- Opening Delimiter -
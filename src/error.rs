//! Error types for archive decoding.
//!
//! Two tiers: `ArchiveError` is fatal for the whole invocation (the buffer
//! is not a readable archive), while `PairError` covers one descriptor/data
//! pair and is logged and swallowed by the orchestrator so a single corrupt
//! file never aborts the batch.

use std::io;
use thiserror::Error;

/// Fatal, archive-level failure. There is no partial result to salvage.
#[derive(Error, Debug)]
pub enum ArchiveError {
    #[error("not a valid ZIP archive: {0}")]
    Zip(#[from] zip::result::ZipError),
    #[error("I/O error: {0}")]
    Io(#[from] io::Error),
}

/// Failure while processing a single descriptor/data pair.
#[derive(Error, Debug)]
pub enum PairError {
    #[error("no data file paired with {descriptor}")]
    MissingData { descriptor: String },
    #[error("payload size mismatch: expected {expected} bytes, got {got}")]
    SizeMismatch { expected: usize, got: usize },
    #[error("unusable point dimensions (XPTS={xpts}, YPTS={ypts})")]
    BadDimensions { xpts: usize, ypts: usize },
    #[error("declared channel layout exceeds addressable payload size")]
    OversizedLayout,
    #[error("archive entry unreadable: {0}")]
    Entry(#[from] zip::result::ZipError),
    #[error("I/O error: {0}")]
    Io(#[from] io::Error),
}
- Closing Delimiter -
- Opening Delimiter -
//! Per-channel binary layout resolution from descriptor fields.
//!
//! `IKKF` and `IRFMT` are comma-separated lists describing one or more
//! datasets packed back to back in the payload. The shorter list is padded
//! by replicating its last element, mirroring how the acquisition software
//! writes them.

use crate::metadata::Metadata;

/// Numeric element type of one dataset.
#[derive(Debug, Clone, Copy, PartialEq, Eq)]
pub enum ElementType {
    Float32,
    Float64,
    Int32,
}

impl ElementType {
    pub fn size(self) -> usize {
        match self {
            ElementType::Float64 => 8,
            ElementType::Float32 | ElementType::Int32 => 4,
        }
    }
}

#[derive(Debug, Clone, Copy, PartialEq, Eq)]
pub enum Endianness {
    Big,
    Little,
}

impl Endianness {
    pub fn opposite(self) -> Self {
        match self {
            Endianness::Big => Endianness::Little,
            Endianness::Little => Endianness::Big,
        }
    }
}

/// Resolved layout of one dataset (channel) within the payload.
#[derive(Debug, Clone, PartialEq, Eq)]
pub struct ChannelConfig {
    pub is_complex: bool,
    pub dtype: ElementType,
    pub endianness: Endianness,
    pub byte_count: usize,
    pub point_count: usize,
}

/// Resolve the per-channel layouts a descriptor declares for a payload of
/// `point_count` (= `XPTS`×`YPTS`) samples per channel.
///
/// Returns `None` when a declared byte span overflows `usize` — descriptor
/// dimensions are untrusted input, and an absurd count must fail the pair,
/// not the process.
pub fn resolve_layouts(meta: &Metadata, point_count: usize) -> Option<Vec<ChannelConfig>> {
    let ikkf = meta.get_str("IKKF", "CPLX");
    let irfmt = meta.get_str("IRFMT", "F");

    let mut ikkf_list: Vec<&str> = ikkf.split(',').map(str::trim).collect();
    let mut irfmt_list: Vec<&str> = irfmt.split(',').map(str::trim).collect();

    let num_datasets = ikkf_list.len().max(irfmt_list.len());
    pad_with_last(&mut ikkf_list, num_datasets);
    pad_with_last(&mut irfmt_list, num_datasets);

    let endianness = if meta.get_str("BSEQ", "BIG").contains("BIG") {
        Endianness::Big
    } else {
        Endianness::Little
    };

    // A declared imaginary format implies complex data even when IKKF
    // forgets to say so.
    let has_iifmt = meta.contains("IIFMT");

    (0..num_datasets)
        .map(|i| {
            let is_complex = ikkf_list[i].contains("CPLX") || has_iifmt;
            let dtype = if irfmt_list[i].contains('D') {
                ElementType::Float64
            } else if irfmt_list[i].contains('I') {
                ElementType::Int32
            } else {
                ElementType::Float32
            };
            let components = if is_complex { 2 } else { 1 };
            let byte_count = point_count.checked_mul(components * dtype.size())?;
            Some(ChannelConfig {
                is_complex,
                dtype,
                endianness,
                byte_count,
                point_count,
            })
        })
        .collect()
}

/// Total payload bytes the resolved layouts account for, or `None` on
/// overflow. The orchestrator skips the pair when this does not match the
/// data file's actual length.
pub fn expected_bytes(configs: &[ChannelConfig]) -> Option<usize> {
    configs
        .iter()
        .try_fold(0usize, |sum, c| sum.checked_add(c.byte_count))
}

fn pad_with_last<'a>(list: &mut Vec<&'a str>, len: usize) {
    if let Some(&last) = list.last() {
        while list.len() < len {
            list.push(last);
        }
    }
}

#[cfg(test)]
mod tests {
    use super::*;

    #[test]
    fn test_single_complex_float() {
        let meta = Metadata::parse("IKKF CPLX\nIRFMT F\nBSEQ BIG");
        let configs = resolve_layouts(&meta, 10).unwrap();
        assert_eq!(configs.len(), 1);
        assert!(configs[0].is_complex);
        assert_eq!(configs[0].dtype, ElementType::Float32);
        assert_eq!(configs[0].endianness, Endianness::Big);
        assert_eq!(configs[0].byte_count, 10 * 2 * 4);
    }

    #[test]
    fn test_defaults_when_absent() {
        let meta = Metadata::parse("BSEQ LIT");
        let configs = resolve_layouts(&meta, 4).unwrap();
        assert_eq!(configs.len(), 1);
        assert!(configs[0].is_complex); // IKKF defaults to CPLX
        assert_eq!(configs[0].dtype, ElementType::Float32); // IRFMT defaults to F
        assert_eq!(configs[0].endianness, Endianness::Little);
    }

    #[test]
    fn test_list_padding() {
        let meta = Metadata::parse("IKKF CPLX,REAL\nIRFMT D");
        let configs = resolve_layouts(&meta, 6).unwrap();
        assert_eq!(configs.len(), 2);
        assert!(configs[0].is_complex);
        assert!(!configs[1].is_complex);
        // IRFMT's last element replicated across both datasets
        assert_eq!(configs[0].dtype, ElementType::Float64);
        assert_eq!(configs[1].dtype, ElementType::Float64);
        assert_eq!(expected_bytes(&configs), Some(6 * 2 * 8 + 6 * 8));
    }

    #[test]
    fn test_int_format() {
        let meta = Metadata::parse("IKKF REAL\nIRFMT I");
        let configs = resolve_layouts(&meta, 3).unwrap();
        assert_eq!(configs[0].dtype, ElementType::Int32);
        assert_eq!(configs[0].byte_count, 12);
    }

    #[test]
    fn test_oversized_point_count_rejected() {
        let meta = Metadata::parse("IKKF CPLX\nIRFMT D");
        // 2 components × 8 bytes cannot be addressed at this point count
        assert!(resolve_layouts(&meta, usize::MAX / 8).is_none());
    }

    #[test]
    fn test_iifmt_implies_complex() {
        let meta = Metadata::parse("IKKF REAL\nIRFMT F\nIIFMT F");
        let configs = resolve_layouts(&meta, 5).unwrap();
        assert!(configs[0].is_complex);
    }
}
- Closing Delimiter -
- Opening Delimiter -
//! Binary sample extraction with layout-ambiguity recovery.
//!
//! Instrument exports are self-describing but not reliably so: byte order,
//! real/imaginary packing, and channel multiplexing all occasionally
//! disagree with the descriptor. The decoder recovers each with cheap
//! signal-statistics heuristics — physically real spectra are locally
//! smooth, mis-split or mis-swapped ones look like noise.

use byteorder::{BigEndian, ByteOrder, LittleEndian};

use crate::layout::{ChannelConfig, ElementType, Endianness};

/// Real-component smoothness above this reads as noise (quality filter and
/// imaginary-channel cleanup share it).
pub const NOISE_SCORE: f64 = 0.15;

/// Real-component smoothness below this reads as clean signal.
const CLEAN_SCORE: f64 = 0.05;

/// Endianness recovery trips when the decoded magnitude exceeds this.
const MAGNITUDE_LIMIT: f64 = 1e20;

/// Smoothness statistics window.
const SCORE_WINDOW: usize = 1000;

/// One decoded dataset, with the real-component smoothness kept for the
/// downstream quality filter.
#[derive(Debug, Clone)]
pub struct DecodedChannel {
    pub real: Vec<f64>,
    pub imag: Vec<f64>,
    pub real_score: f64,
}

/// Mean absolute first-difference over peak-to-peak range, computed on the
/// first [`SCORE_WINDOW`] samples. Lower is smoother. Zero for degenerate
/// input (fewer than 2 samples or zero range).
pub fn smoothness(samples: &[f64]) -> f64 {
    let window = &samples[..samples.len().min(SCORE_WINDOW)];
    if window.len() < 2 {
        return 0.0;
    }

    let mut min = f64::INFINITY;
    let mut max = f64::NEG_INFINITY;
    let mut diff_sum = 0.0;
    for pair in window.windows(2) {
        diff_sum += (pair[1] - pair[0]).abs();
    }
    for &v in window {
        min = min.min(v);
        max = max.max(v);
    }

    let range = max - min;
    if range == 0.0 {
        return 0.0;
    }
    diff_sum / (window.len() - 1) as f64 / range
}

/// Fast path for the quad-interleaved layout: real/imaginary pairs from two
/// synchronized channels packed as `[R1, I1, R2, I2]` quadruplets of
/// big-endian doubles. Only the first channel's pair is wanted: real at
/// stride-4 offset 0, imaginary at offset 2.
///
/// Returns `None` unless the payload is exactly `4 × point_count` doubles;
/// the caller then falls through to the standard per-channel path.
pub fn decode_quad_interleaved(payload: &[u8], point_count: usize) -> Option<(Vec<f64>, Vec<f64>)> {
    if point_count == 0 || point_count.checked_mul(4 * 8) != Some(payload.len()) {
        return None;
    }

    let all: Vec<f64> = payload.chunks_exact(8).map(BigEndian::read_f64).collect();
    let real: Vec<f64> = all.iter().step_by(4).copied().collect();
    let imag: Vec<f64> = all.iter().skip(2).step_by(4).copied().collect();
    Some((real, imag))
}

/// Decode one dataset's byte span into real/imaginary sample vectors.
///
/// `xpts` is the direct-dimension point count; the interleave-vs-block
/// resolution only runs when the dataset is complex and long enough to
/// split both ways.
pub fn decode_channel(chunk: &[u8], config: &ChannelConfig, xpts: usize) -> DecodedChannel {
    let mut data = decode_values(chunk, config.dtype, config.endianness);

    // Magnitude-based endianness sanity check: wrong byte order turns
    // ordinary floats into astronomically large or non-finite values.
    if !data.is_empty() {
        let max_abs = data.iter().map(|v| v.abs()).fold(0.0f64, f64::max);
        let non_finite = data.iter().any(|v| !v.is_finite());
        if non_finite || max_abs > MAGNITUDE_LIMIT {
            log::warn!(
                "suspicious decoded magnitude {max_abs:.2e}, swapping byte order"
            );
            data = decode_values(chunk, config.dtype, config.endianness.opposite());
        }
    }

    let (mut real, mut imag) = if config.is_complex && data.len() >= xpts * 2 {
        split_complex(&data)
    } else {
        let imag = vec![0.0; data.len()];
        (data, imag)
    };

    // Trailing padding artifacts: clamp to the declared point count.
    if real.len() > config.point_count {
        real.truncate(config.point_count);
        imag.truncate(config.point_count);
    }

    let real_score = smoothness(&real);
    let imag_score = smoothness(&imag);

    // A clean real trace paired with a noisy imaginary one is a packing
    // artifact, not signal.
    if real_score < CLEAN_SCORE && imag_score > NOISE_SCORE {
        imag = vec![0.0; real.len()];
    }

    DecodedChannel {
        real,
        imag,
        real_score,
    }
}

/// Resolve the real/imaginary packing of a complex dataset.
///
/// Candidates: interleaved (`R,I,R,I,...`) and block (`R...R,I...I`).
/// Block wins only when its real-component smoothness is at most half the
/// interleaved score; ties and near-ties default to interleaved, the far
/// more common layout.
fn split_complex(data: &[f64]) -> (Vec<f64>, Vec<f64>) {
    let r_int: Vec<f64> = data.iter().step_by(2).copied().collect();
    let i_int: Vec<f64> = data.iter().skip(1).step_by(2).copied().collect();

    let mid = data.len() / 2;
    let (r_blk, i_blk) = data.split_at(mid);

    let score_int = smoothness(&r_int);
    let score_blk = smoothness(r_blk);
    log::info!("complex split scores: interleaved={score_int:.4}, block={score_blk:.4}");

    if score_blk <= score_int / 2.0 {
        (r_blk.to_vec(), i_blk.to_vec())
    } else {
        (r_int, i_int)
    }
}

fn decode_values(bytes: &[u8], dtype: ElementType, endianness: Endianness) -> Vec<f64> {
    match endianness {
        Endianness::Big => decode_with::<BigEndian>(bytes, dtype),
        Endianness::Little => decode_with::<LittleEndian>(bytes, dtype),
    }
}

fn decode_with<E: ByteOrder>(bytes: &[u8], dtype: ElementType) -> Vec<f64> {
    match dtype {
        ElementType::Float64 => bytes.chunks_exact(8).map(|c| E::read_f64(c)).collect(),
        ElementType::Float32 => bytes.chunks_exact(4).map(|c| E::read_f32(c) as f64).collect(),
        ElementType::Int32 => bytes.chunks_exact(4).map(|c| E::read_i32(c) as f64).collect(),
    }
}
- Closing Delimiter -
**Task to carry out**
Would you please show every line of the material above that includes the string "contains"?

**Written response**
    let endianness = if meta.get_str("BSEQ", "BIG").contains("BIG") {
    let has_iifmt = meta.contains("IIFMT");
            let is_complex = ikkf_list[i].contains("CPLX") || has_iifmt;
            let dtype = if irfmt_list[i].contains('D') {
            } else if irfmt_list[i].contains('I') {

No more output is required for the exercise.